INPUT DATA Block Start

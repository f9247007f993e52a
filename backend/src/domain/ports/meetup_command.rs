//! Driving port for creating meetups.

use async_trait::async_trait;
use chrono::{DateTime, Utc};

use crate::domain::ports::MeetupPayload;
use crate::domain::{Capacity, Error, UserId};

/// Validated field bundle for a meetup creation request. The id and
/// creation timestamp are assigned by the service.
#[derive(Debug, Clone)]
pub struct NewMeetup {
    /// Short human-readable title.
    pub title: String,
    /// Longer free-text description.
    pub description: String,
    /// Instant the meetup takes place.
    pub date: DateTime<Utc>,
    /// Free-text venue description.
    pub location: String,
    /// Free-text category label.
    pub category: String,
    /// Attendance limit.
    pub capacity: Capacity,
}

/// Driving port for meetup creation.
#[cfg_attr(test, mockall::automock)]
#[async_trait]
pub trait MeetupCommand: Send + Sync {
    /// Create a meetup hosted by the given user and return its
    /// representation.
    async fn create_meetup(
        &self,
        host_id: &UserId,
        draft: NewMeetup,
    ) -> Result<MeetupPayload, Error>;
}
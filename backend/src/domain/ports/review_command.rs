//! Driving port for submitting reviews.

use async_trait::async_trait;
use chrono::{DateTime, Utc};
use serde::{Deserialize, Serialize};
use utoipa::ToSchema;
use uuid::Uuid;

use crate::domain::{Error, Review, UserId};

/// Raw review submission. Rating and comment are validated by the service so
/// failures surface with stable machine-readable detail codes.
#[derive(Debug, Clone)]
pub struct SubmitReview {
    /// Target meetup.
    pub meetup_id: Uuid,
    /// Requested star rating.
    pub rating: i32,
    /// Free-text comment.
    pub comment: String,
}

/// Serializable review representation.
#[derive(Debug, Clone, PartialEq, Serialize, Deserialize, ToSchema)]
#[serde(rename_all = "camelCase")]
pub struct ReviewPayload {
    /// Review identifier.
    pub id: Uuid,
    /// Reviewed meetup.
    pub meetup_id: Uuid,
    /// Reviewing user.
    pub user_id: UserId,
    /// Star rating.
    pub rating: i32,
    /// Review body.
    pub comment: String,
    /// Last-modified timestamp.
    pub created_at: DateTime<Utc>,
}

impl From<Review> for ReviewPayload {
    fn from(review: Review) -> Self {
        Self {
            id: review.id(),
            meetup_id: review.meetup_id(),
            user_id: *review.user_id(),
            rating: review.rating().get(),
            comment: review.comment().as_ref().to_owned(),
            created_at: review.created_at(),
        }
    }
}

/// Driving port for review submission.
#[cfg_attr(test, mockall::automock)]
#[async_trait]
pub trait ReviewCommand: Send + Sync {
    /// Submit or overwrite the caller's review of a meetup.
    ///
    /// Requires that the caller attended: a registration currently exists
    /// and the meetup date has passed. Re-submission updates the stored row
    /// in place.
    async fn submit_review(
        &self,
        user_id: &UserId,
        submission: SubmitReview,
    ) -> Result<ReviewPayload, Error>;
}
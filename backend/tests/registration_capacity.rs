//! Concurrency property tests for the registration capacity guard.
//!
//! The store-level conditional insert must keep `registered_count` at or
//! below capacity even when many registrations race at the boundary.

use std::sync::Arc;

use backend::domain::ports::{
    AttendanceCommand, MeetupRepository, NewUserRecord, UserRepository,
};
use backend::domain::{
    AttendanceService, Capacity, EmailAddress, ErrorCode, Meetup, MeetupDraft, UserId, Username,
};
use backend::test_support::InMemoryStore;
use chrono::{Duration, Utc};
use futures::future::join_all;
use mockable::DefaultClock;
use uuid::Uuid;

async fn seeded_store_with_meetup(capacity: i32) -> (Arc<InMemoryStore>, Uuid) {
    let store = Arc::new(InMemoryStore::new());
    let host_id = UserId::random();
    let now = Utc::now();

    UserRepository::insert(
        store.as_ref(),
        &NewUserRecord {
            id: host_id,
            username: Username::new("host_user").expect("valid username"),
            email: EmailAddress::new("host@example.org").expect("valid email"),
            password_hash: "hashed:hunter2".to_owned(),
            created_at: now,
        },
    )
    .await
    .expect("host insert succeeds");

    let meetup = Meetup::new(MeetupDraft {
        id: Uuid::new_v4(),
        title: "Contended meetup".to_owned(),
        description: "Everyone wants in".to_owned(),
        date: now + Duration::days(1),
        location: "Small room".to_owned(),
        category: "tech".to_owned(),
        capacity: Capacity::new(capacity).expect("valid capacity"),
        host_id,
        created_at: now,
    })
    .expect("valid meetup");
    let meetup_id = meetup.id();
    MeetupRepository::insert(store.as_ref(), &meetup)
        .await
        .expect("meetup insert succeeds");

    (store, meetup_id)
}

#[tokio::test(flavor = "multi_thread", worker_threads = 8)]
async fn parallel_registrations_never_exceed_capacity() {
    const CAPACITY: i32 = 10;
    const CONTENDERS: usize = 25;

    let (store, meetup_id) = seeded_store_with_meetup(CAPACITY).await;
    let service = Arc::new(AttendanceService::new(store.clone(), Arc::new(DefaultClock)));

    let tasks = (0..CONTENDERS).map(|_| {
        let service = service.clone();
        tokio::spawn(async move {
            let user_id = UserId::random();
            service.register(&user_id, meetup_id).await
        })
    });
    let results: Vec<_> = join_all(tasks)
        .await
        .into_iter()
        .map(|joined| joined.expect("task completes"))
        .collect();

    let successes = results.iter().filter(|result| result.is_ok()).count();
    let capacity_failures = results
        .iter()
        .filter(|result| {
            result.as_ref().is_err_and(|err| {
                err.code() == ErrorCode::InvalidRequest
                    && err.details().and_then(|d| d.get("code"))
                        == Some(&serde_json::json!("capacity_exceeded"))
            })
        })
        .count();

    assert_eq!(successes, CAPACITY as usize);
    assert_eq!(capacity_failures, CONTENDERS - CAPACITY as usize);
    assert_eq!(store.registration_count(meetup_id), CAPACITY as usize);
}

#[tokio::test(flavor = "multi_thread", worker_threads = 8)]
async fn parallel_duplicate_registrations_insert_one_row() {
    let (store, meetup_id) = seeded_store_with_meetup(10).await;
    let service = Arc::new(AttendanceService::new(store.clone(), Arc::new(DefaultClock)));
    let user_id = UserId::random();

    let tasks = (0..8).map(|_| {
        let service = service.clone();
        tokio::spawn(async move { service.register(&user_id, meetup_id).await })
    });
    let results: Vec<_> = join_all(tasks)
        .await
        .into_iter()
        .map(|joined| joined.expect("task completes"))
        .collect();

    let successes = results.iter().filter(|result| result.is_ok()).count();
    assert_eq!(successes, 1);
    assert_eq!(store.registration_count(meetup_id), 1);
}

INPUT DATA Block End

## WHAT IS BEING ASKED
In the entries above, some lines hold the string "spawn". Copy each of them.

## YOUR RESPONSE
        tokio::spawn(async move {
        tokio::spawn(async move { service.register(&user_id, meetup_id).await })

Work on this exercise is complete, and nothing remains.